Catch system – Mosquito Magnet uses a vacuum and a catch net, while Koolatron uses a capture cup. All SkeeterVac traps use a sticky paper “Tac Trap” capture method while some models also have a fan that sucks the mosquitoes into a catch net inside the trap. Mega-Catch offers two different capture methods – a mesh catch bag or the recommended liquid catch container holding a mixture of water, dish soap (to break the surface tension), and non-diet soda (for the fructose). The liquid catch cup does double duty, drowning the mosquitoes and helping attract even more of them by adding humidity and sweet smell.
Mosquito control involves more than just using a mosquito trap
Mosquito traps target only adult mosquitoes, while good mosquito control practices address the whole range of the insect’s life cycle.
To keep your home mosquito-free, you need to make sure there is no standing water around the yard where mosquitoes can lay their eggs. Treat any decorative ponds or fountains with Mosquito Dunks to kill mosquito larvae, or stock the ponds with mosquito fish that will eat them. Encourage dragonflies to hang around because they eat mosquito larvae and the adults.
Keep the grass and bushes trimmed so mosquitoes have no place to rest during the day, and spray an insecticide if the swarms get thick. Install outdoor lighting that doesn’t attract mosquitoes; wear mosquito repellent when you go outside.
Any given neighborhood might have dozens of different mosquito species flying around, and each species responds to different attractants. Aedes mosquitoes feed on people, bite during the day and rely more on sight when seeking a meal. Culex mosquitoes usually prefer birds, when they’re available, hunt at night and track prey by smell. Some mosquitoes rarely bite people, and stick to other creatures, like frogs. One kind might favor the color red (Aedes aegypti), another the smell of a certain kind of shampoo when used by people with specific body chemistry. There’s no way for a mosquito trap to appeal to all those different tastes. But despite the fact these machines can’t kill every mosquito, they sure do kill a bunch.
The reliability factor
The two main players, Mega-Catch and Mosquito Magnet, utilize two very different systems – CO2 vs Propane. Mega-Catch traps get high marks for nifty features and sheer mosquito-killing ability and the brand has a long history of reliability and customer satisfaction. Mosquito Magnet owners on the other hand describe horrible design and engineering issues. The propane tank connector in earlier models was known for clogged lines and, since it is powered by propane, often has trouble starting. When the manufacturers came up with a device for unblocking the lines, it too was defective and had to be recalled after several people were injured. That’s not to say that Mosquito Magnet traps don’t catch mosquitoes because they do: “this product works when it works“. However, most customer dissatisfaction appears to be with the number of breakdowns and repair costs.

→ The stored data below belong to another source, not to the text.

use ratatui::layout::Rect;
use ratatui::text::Span;

use crate::model::task::Task;
use crate::util::unicode;

/// Checkbox symbol for a task's completion state
pub(super) fn checkbox(done: bool) -> &'static str {
    if done { "[\u{2713}]" } else { "[ ]" }
}

/// Task text followed by its tags and due date, e.g.
/// `Write report > work, q3 [Due: 2024-06-01]`
pub(super) fn task_summary(task: &Task) -> String {
    let mut text = task.text.clone();
    if !task.tags.is_empty() {
        text.push_str(" > ");
        text.push_str(&task.tags.join(", "));
    }
    if task.has_due_date() {
        text.push_str(&format!(" [Due: {}]", task.due_date));
    }
    text
}

/// Compute total display width of a slice of spans
pub(super) fn spans_width(spans: &[Span]) -> usize {
    spans
        .iter()
        .map(|s| unicode::display_width(&s.content))
        .sum()
}

/// A `width` x `height` rectangle centered in `area`, shrunk to fit
pub(super) fn centered_fixed(width: u16, height: u16, area: Rect) -> Rect {
    let width = width.min(area.width);
    let height = height.min(area.height);
    Rect {
        x: area.x + (area.width - width) / 2,
        y: area.y + (area.height - height) / 2,
        width,
        height,
    }
}

#[cfg(test)]
mod tests {
    use super::*;

    #[test]
    fn summary_includes_tags_and_due_date() {
        let mut task = Task::new(1, "Write report", "Work");
        assert_eq!(task_summary(&task), "Write report");
        task.tags = vec!["work".into(), "q3".into()];
        task.due_date = "2024-06-01".into();
        assert_eq!(
            task_summary(&task),
            "Write report > work, q3 [Due: 2024-06-01]"
        );
    }

    #[test]
    fn centered_fixed_clamps_to_area() {
        let area = Rect::new(0, 0, 80, 24);
        assert_eq!(centered_fixed(40, 10, area), Rect::new(20, 7, 40, 10));
        assert_eq!(centered_fixed(100, 30, area), area);
    }
}
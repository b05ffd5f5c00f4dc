use std::collections::BTreeMap;

use serde::Serialize;

use crate::ops::stats::TaskStats;

#[derive(Serialize)]
pub struct ContextStatsJson {
    pub name: String,
    pub total: usize,
    pub completed: usize,
    pub completion_rate: f64,
}

#[derive(Serialize)]
pub struct StatsJson {
    pub total: usize,
    pub completed: usize,
    pub completion_rate: f64,
    pub overdue: usize,
    pub priorities: BTreeMap<&'static str, usize>,
    pub contexts: Vec<ContextStatsJson>,
}

/// Round a percentage to one decimal place, matching the text report
fn round1(rate: f64) -> f64 {
    (rate * 10.0).round() / 10.0
}

pub fn stats_to_json(stats: &TaskStats) -> StatsJson {
    StatsJson {
        total: stats.total,
        completed: stats.completed,
        completion_rate: round1(stats.rate()),
        overdue: stats.overdue,
        priorities: stats
            .by_priority
            .iter()
            .map(|(p, n)| (p.label(), *n))
            .collect(),
        contexts: stats
            .contexts
            .iter()
            .map(|c| ContextStatsJson {
                name: c.name.clone(),
                total: c.total,
                completed: c.completed,
                completion_rate: round1(c.rate()),
            })
            .collect(),
    }
}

In addition to the reliability factor, propane traps are more expensive to power. You can easily go through a tank of propane in a month, a prospect likely to become even more costly as prices continue to rise.
On the other hand the Dragonfly and Mega-Catch Traps don’t need propane for power because they plug into an electrical outlet, and get their CO2 from food-grade cylinders that are easy to buy or rent. And they are cheaper to run, since one tank can last 3 – 4 months.
Problems with a Mosquito Magnet? You will have to pay to send the unit back to the company for an expensive replacement part and there’s no support offered for some earlier models anymore. Mega-Catch traps are marketed as being DIY Self Serviceable; you just download the repair manual from the company website, and follow the simple step-by-step instructions on everything from replacing the UV bulb to installing a new power cord. Parts are relatively inexpensive and, if defective and under warranty (12 months), are replaced free of charge.
So, there you have it – more versatile features, proven reliability, and a customer-friendly design – the Mega-Catch ticks all those boxes, which no doubt explains why it continues to rate as one of the best performing mosquito traps on the market.